On September 21, 2006, Sabourin sent his lawyer, Carey, a cheque
for $500,000 without instructions. Carey deposited the money
into trust per Law Society regulations and Sabourin later
instructed him to use the funds to settle with certain third party
creditors. Sabourin had previously informed these creditors
that he had $500,000 for settlement negotiations, but Carey refused
to pay any money to these creditors because he knew that doing so
would violate the Mareva injunction. Sabourin also instructed
Carey to attempt to negotiate a settlement with Laiken, but the
settlement negotiations were unsuccessful.
Sabourin then asked Carey to return the trust funds to
him. Carey deducted $60,000 for past and future legal fees
and returned the balance of the trust funds to Sabourin.

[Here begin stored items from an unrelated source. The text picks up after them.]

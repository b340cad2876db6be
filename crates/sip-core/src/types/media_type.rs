//! # SIP Media Type
//!
//! This module provides an implementation of MIME media types used in SIP headers such as
//! Content-Type and Accept. Media types follow the format defined in
//! [RFC 2046](https://datatracker.ietf.org/doc/html/rfc2046) and
//! [RFC 3261 Section 20](https://datatracker.ietf.org/doc/html/rfc3261#section-20).
//!
//! A media type consists of a type and subtype, optionally followed by parameters:
//!
//! ```
//! // Example format:
//! // type/subtype;parameter=value;another=parameter
//! ```
//!
//! ## Common Media Types in SIP
//!
//! SIP commonly uses several media types for different content:
//!
//! - `application/sdp`: Session Description Protocol bodies (SDP)
//! - `application/sip`: Embedded SIP messages
//! - `text/plain`: Plain text bodies
//! - `multipart/mixed`: Multiple body parts with different content types
//!
//! ## Headers Using Media Types
//!
//! In SIP, media types are used in several headers:
//!
//! - **Content-Type**: Indicates the media type of the message body
//! - **Accept**: Indicates media types acceptable for the response
//! - **Accept-Encoding**: Acceptable encodings for the response body
//!
//! ## Examples
//!
//! ```rust
//! use rvoip_sip_core::prelude::*;
//!
//! // Create a media type for SDP
//! let sdp = MediaType::new("application", "sdp");
//! assert_eq!(sdp.to_string(), "application/sdp");
//!
//! // Create a media type with parameters
//! let text = MediaType::new("text", "plain")
//!     .with_param("charset", "utf-8");
//! assert_eq!(text.to_string(), "text/plain;charset=utf-8");
//!
//! // Use built-in common types
//! let sdp = MediaType::sdp();
//! ```

// MediaType representation for SIP Content-Type and Accept headers
// Format is type/subtype;parameter=value

use std::collections::HashMap;
use std::fmt;
use serde::{Serialize, Deserialize};

/// MediaType represents a MIME media type with optional parameters
///
/// A media type (also known as MIME type or content type) identifies the format of a message body
/// in SIP communications. It consists of a type, subtype, and optional parameters that provide
/// additional metadata about the content.
///
/// Media types follow the format `type/subtype;param=value` where:
/// - `type` is a general category (e.g., "application", "text", "audio")
/// - `subtype` is a specific format (e.g., "sdp", "plain", "xml")
/// - parameters provide additional specifications (e.g., "charset=utf-8")
///
/// In SIP, media types are used in Content-Type headers to describe message bodies,
/// and in Accept headers to indicate which media types are acceptable in responses.
///
/// # Examples
///
/// ```rust
/// use rvoip_sip_core::prelude::*;
/// use std::collections::HashMap;
///
/// // Create a basic media type
/// let mt = MediaType::new("application", "sdp");
/// assert_eq!(mt.to_string(), "application/sdp");
///
/// // Create with parameters
/// let mut params = HashMap::new();
/// params.insert("charset".to_string(), "utf-8".to_string());
/// let mt = MediaType::with_params("text", "plain", params);
/// assert_eq!(mt.to_string(), "text/plain;charset=utf-8");
///
/// // Use builder pattern to add parameters
/// let mt = MediaType::new("application", "json")
///     .with_param("charset", "utf-8");
/// assert_eq!(mt.to_string(), "application/json;charset=utf-8");
/// ```
#[derive(Debug, Clone, PartialEq, Eq, Serialize, Deserialize)]
pub struct MediaType {
    /// Main type (e.g., "application", "text", "audio")
    pub typ: String,
    
    /// Subtype (e.g., "sdp", "plain", "sip")
    pub subtype: String,
    
    /// Optional parameters (e.g., charset=utf-8)
    pub parameters: HashMap<String, String>,
}

impl MediaType {
    /// Create a new MediaType without parameters
    ///
    /// This method creates a new media type with the specified type and subtype,
    /// and no parameters. The type and subtype are converted to lowercase
    /// as per the standard requirements for media types.
    ///
    /// # Parameters
    ///
    /// - `typ`: The main type (e.g., "application", "text", "audio")
    /// - `subtype`: The specific format subtype (e.g., "sdp", "plain", "xml")
    ///
    /// # Returns
    ///
    /// A new `MediaType` instance with the specified type and subtype
    ///
    /// # Examples
    ///
    /// ```rust
    /// use rvoip_sip_core::prelude::*;
    ///
    /// // Create a media type for SDP
    /// let sdp = MediaType::new("application", "sdp");
    /// assert_eq!(sdp.typ, "application");
    /// assert_eq!(sdp.subtype, "sdp");
    /// assert!(sdp.parameters.is_empty());
    ///
    /// // Type and subtype are normalized to lowercase
    /// let txt = MediaType::new("TEXT", "PLAIN");
    /// assert_eq!(txt.typ, "text");
    /// assert_eq!(txt.subtype, "plain");
    /// ```
    pub fn new(typ: &str, subtype: &str) -> Self {
        MediaType {
            typ: typ.to_lowercase(),
            subtype: subtype.to_lowercase(),
            parameters: HashMap::new(),
        }
    }

    /// Create a new MediaType with parameters
    ///
    /// This method creates a new media type with the specified type, subtype,
    /// and a hashmap of parameter name-value pairs.
    ///
    /// # Parameters
    ///
    /// - `typ`: The main type (e.g., "application", "text", "audio")
    /// - `subtype`: The specific format subtype (e.g., "sdp", "plain", "xml")
    /// - `parameters`: A HashMap containing parameter names and values
    ///
    /// # Returns
    ///
    /// A new `MediaType` instance with the specified type, subtype, and parameters
    ///
    /// # Examples
    ///
    /// ```rust
    /// use rvoip_sip_core::prelude::*;
    /// use std::collections::HashMap;
    ///
    /// // Create a media type with parameters
    /// let mut params = HashMap::new();
    /// params.insert("charset".to_string(), "utf-8".to_string());
    /// params.insert("boundary".to_string(), "boundary_string".to_string());
    ///
    /// let mt = MediaType::with_params("multipart", "mixed", params);
    /// assert_eq!(mt.typ, "multipart");
    /// assert_eq!(mt.subtype, "mixed");
    /// assert_eq!(mt.parameters.len(), 2);
    /// assert_eq!(mt.parameters.get("charset"), Some(&"utf-8".to_string()));
    /// ```
    pub fn with_params(typ: &str, subtype: &str, parameters: HashMap<String, String>) -> Self {
        MediaType {
            typ: typ.to_lowercase(),
            subtype: subtype.to_lowercase(),
            parameters,
        }
    }

    /// Add a parameter to the MediaType
    ///
    /// This method adds a single parameter to the media type using a builder pattern,
    /// allowing for chained method calls. Parameter names are converted to lowercase
    /// for consistency.
    ///
    /// # Parameters
    ///
    /// - `name`: Parameter name (e.g., "charset", "boundary")
    /// - `value`: Parameter value (e.g., "utf-8", "boundary_string")
    ///
    /// # Returns
    ///
    /// The MediaType instance with the added parameter, enabling method chaining
    ///
    /// # Examples
    ///
    /// ```rust
    /// use rvoip_sip_core::prelude::*;
    ///
    /// // Add a single parameter
    /// let mt = MediaType::new("text", "plain")
    ///     .with_param("charset", "utf-8");
    /// assert_eq!(mt.to_string(), "text/plain;charset=utf-8");
    ///
    /// // Chain multiple parameters
    /// let mt = MediaType::new("multipart", "mixed")
    ///     .with_param("boundary", "unique-boundary-1")
    ///     .with_param("charset", "utf-8");
    /// assert!(mt.to_string().contains("boundary=unique-boundary-1"));
    /// assert!(mt.to_string().contains("charset=utf-8"));
    /// ```
    pub fn with_param(mut self, name: &str, value: &str) -> Self {
        self.parameters.insert(name.to_lowercase(), value.to_string());
        self
    }

    /// Check if this media type matches another (ignoring parameters)
    ///
    /// This method determines if two media types are compatible, considering wildcards.
    /// A media type matches another if:
    /// - Both types are identical, OR
    /// - Either type is the wildcard "*", OR
    /// - Both subtypes are identical, OR
    /// - Either subtype is the wildcard "*"
    ///
    /// Parameters are ignored in this comparison.
    ///
    /// # Parameters
    ///
    /// - `other`: The MediaType to compare against
    ///
    /// # Returns
    ///
    /// `true` if the media types match (are compatible), `false` otherwise
    ///
    /// # Examples
    ///
    /// ```rust
    /// use rvoip_sip_core::prelude::*;
    ///
    /// // Exact match
    /// let mt1 = MediaType::new("application", "sdp");
    /// let mt2 = MediaType::new("application", "sdp");
    /// assert!(mt1.matches_type(&mt2));
    ///
    /// // Subtype wildcard match
    /// let mt3 = MediaType::new("application", "*");
    /// assert!(mt1.matches_type(&mt3));
    /// assert!(mt3.matches_type(&mt1)); // Works in both directions
    ///
    /// // Full wildcard match
    /// let mt4 = MediaType::new("*", "*");
    /// assert!(mt1.matches_type(&mt4));
    ///
    /// // Non-matching
    /// let mt5 = MediaType::new("text", "plain");
    /// assert!(!mt1.matches_type(&mt5));
    /// ```
    pub fn matches_type(&self, other: &MediaType) -> bool {
        (self.typ == "*" || other.typ == "*" || self.typ == other.typ) &&
        (self.subtype == "*" || other.subtype == "*" || self.subtype == other.subtype)
    }
}

impl fmt::Display for MediaType {
    /// Formats the MediaType as a string.
    ///
    /// The output follows the standard format: `type/subtype;param1=value1;param2=value2`
    ///
    /// # Examples
    ///
    /// ```rust
    /// use rvoip_sip_core::prelude::*;
    ///
    /// // Basic media type
    /// let mt = MediaType::new("application", "sdp");
    /// assert_eq!(mt.to_string(), "application/sdp");
    ///
    /// // Media type with parameters
    /// let mt = MediaType::new("text", "plain")
    ///     .with_param("charset", "utf-8");
    /// assert_eq!(mt.to_string(), "text/plain;charset=utf-8");
    ///
    /// // Using in a Content-Type header
    /// let content_type = format!("Content-Type: {}", mt);
    /// assert_eq!(content_type, "Content-Type: text/plain;charset=utf-8");
    /// ```
    fn fmt(&self, f: &mut fmt::Formatter<'_>) -> fmt::Result {
        write!(f, "{}/{}", self.typ, self.subtype)?;
        
        // Add parameters if any exist
        for (name, value) in &self.parameters {
            write!(f, ";{}={}", name, value)?;
        }
        
        Ok(())
    }
}

// Common media types used in SIP
impl MediaType {
    /// application/sdp - Session Description Protocol
    ///
    /// Creates a media type for SDP (Session Description Protocol), which is
    /// commonly used in SIP messages to describe multimedia sessions.
    ///
    /// # Returns
    ///
    /// A `MediaType` instance for application/sdp
    ///
    /// # Examples
    ///
    /// ```rust
    /// use rvoip_sip_core::prelude::*;
    ///
    /// let sdp = MediaType::sdp();
    /// assert_eq!(sdp.to_string(), "application/sdp");
    ///
    /// // Using in a Content-Type header
    /// let header = format!("Content-Type: {}", sdp);
    /// assert_eq!(header, "Content-Type: application/sdp");
    /// ```
    pub fn sdp() -> Self {
        MediaType::new("application", "sdp")
    }
    
    /// application/sip - SIP message
    ///
    /// Creates a media type for embedded SIP messages, used when
    /// a SIP message contains another SIP message as its body.
    ///
    /// # Returns
    ///
    /// A `MediaType` instance for application/sip
    ///
    /// # Examples
    ///
    /// ```rust
    /// use rvoip_sip_core::prelude::*;
    ///
    /// let sip = MediaType::sip();
    /// assert_eq!(sip.to_string(), "application/sip");
    /// ```
    pub fn sip() -> Self {
        MediaType::new("application", "sip")
    }
    
    /// text/plain - Plain text
    ///
    /// Creates a media type for plain text content, which might be used
    /// for simple message bodies in SIP communications.
    ///
    /// # Returns
    ///
    /// A `MediaType` instance for text/plain
    ///
    /// # Examples
    ///
    /// ```rust
    /// use rvoip_sip_core::prelude::*;
    ///
    /// let text = MediaType::text_plain();
    /// assert_eq!(text.to_string(), "text/plain");
    ///
    /// // Add charset parameter for proper text encoding
    /// let text_utf8 = text.with_param("charset", "utf-8");
    /// assert_eq!(text_utf8.to_string(), "text/plain;charset=utf-8");
    /// ```
    pub fn text_plain() -> Self {
        MediaType::new("text", "plain")
    }
    
    /// multipart/mixed - Multipart message with mixed content
    ///
    /// Creates a media type for multipart mixed content, used when a SIP message
    /// contains multiple body parts with different content types.
    ///
    /// # Returns
    ///
    /// A `MediaType` instance for multipart/mixed
    ///
    /// # Examples
    ///
    /// ```rust
    /// use rvoip_sip_core::prelude::*;
    ///
    /// // Create multipart type with a boundary parameter
    /// let multipart = MediaType::multipart_mixed()
    ///     .with_param("boundary", "boundary-string-1234");
    ///
    /// assert_eq!(multipart.typ, "multipart");
    /// assert_eq!(multipart.subtype, "mixed");
    /// assert_eq!(multipart.parameters.get("boundary"), Some(&"boundary-string-1234".to_string()));
    /// ```
    pub fn multipart_mixed() -> Self {
        MediaType::new("multipart", "mixed")
    }
}

impl std::str::FromStr for MediaType {
    type Err = crate::error::Error;

    /// Parses `type/subtype;param=value;...`.
    fn from_str(s: &str) -> Result<Self, Self::Err> {
        let mut parts = s.split(';');
        let type_subtype = parts
            .next()
            .ok_or_else(|| crate::error::Error::ParseError("empty media type".to_string()))?
            .trim();
        let (typ, subtype) = type_subtype.split_once('/').ok_or_else(|| {
            crate::error::Error::ParseError(format!("missing '/' in media type: {}", type_subtype))
        })?;

        let mut media_type = MediaType::new(typ.trim(), subtype.trim());
        for param in parts {
            let param = param.trim();
            if param.is_empty() {
                continue;
            }
            if let Some((name, value)) = param.split_once('=') {
                media_type = media_type.with_param(name.trim(), value.trim().trim_matches('"'));
            }
        }
        Ok(media_type)
    }
}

The third party creditors subsequently obtained judgment against
Sabourin and demanded that Carey release the trust funds to satisfy
the judgment. Laiken also obtained judgment against
When Laiken found out that Carey had returned the trust money to
Sabourin, Laiken brought a contempt motion and alleged that Carey
had violated the Mareva injunction by returning the moneys held in
Laiken's affiant did not appear for his scheduled
cross-examination on the motion and Carey decided to have his
lawyer attend at the contempt hearing but not to attend
himself. Carey did, however, file an affidavit that was
considered by the Court. Justice Roberts found Carey in contempt
and adjourned the motion in respect of the sanction to be applied,
finding that "[w]ith respect, the Mareva Order could not be
clearer: it plainly prohibited any and all dealings whatsoever with
any monies belonging to the Sabourin defendants, expressly
including any held in trust for them" (para. 17).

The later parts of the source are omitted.